Pyongyang responded angrily to Prime Minister Benjamin Netanyahu's remarks to the visiting Japanese premier last week.

Prime Minister Benjamin Netanyahu and North Korean leader Kim Jong Un‏. (photo credit: REUTERS)
Prime Minister Benjamin Netanyahu and North Korean leader Kim Jong Un‏.
(photo credit: REUTERS)
North Korea this past weekend accused Israel of "representing dictatorial forces for aggression that trample down the legitimate right of the Palestinian people."
Pyongyang responded angrily to Prime Minister Benjamin Netanyahu's remark to the visiting Japanese premier last week in which the Israeli leader said that both Jerusalem and Tokyo face “formidable threats from nearby rogue states” – Israel from Iran and Japan from North Korea.

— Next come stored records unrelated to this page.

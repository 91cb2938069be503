mod config;
mod error;
mod format;
mod log;

pub use config::{LOG_ENV, LOG_FORMAT_ENV, LoggerConfig};
pub use error::LoggerError;
pub use format::LoggerFormat;

pub fn logger_init(cfg: &LoggerConfig) -> Result<(), LoggerError> {
    log::install(cfg)
}
use std::{fmt, str::FromStr};

use crate::logger::error::LoggerError;

#[derive(Debug, Clone, Copy, PartialEq, Eq, Default)]
pub enum LoggerFormat {
    #[default]
    Text,
    Json,
    Journald,
}

impl LoggerFormat {
    pub fn as_str(&self) -> &'static str {
        match self {
            LoggerFormat::Text => "text",
            LoggerFormat::Json => "json",
            LoggerFormat::Journald => "journald",
        }
    }
}

impl fmt::Display for LoggerFormat {
    fn fmt(&self, f: &mut fmt::Formatter<'_>) -> fmt::Result {
        f.write_str(self.as_str())
    }
}

impl FromStr for LoggerFormat {
    type Err = LoggerError;

    fn from_str(s: &str) -> Result<Self, Self::Err> {
        let norm = s.trim().to_ascii_lowercase();
        match norm.as_str() {
            "text" => Ok(LoggerFormat::Text),
            "json" => Ok(LoggerFormat::Json),
            "journald" | "journal" => {
                #[cfg(all(target_os = "linux", feature = "journald"))]
                {
                    Ok(LoggerFormat::Journald)
                }

                #[cfg(not(all(target_os = "linux", feature = "journald")))]
                {
                    Err(LoggerError::JournaldNotSupported)
                }
            }
            _ => Err(LoggerError::InvalidFormat(s.to_string())),
        }
    }
}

Iran, Netanyahu said, “cannot be allowed to travel the road taken by North Korea,” a path, which he said led to an agreement with Pyongyang in 1994 that “was widely celebrated as a historic breakthrough for nonproliferation, but in the end, that deal failed to prevent the dangerous proliferation that threatens all of east Asia today.”
Netanyahu reiterated his position that, until a deal is reached that dismantles Iran’s military capability, the international sanctions on Iran must be maintained.
“Both Iran and North Korea are governed by ruthless and extreme dictatorships, states that seek to bully and intimidate their neighbors, and in our case, to actually eradicate us from the face of the Earth,” he said. “Iran and North Korea have aggressive military nuclear programs and they are both developing nuclear weapons and the means to deliver them, ballistic missiles.”
The North Korean regime issued a statement through the Korean Central News Agency taking Netanyahu to task for "provocative remarks hurting the DPRK's dignity and social system."
The statement said that Netanyahu's criticism of Pyongyang amounted to "rubbish," as did suggestions that the North Korean regime was working with Israel's enemies on missile and armament technology.
"In order to conceal its true colors as a harasser of Mideast peace the successive rulers of Israel have been apt to talk about the 'missile deal and nuclear cooperation' between the DPRK and Mideast countries," the statement read. "Not content with this, Israel recently went the lengths of hurting the DPRK's dignified social system."
"The people-centered Korean-style socialist system is the most advantageous system under which the people became masters of everything and it serves them and the DPRK's nuclear weapons are powerful deterrence to protect its social system."